A photo from #nofilter by Ella&co. part of the Resolution 2018 The Place (c) Lidia Crisafulli 2018

Through Episodic 86TOBY provided a highly energised opening. With abounding strength and power, the female performers present us with an intricate exploration of the recollection of memory. The work paced through a seemingly endless stream of fragmented gestures examining personal experience, augmented by a driving electronic sound score by live artist Benjamin Winter. The continuous, unrelenting rate of this piece made it difficult for these personal images to resonate with me, and I yearned to see a singular idea explored more deeply. A promising offering and certainly an impressive movement vocabulary from choreographer Katy Higgins.

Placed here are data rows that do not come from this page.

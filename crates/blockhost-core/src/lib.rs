//! Core domain types and port definitions for blockhost.
//!
//! This crate holds everything the supervisor needs that does not touch an
//! OS process: server configuration, log entries and filters, lifecycle
//! state, events, the collaborator ports, settings and the properties
//! overlay.
#![deny(unused_crate_dependencies)]

pub mod domain;
pub mod events;
pub mod paths;
pub mod ports;
pub mod properties;
pub mod settings;

pub use domain::{
    DEFAULT_LOG_LIMIT, ExitReport, LaunchKind, LaunchTarget, LifecycleState, LogEntry, LogFilter,
    LogSource, MemoryBounds, ProcessInfo, ResourceUsage, ServerConfig, ServerStatus,
    ServerSummary,
};
pub use events::{ServerEvent, StatusChange, log_topic, status_topic};
pub use ports::{
    BroadcastPort, ConfigStorePort, NoopBroadcast, RepositoryError, ResourceSamplerPort,
    SamplerError, SupervisorError, UnavailableSampler,
};
pub use properties::{PROPERTIES_FILE, PropertyOverlay};
pub use settings::{SettingsError, SupervisorSettings, validate_settings};

// serde_json is only used by unit tests
#[cfg(test)]
use serde_json as _;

Barnaby Booth’s Loyal Prophets to an indifferent God is a beautifully bleak performance that from the outset transforms the stage into a vast landscape, in which the ensemble of dancers stumble and flail. Opening with words from Robert Musil, a philosophical contemplation of religion is approached with maturity, and Booth’sexperience as a lighting designer truly enhances the disoriented vulnerability of his performers. A light brought forwards into the space creates an uncomfortable glare as a male body has to be forcibly restrained as he violently twists and flounders. The near faultless cohesion of the dancers and some notable contact work made this one of the festival’s strongest pieces so far.

The final offering from Ella&co is a bold and thoroughly engaging new work that pokes fun at the millennial generation and its self-obsessed culture. The individual personalities of four likeable, quirky women made #nofilter lighthearted and enjoyable without lecturing us. Like an Instagram filter we are exhaustively subjected to vigorous, sometimes aggressive pouting, posing and preening. An interlude, where the dancers awkwardly shuffle, nonsensically gabbling at one another reminiscent of the EA Games SIMS franchise was particularly popular with the evening’s young audience, whose enthusiastic laughter demonstrated the piece certainly connected with the demographic that provided its inspiration.

Reviewed by Daisy Moorcroft at The Place, Resolution Festival on 13 January 2018.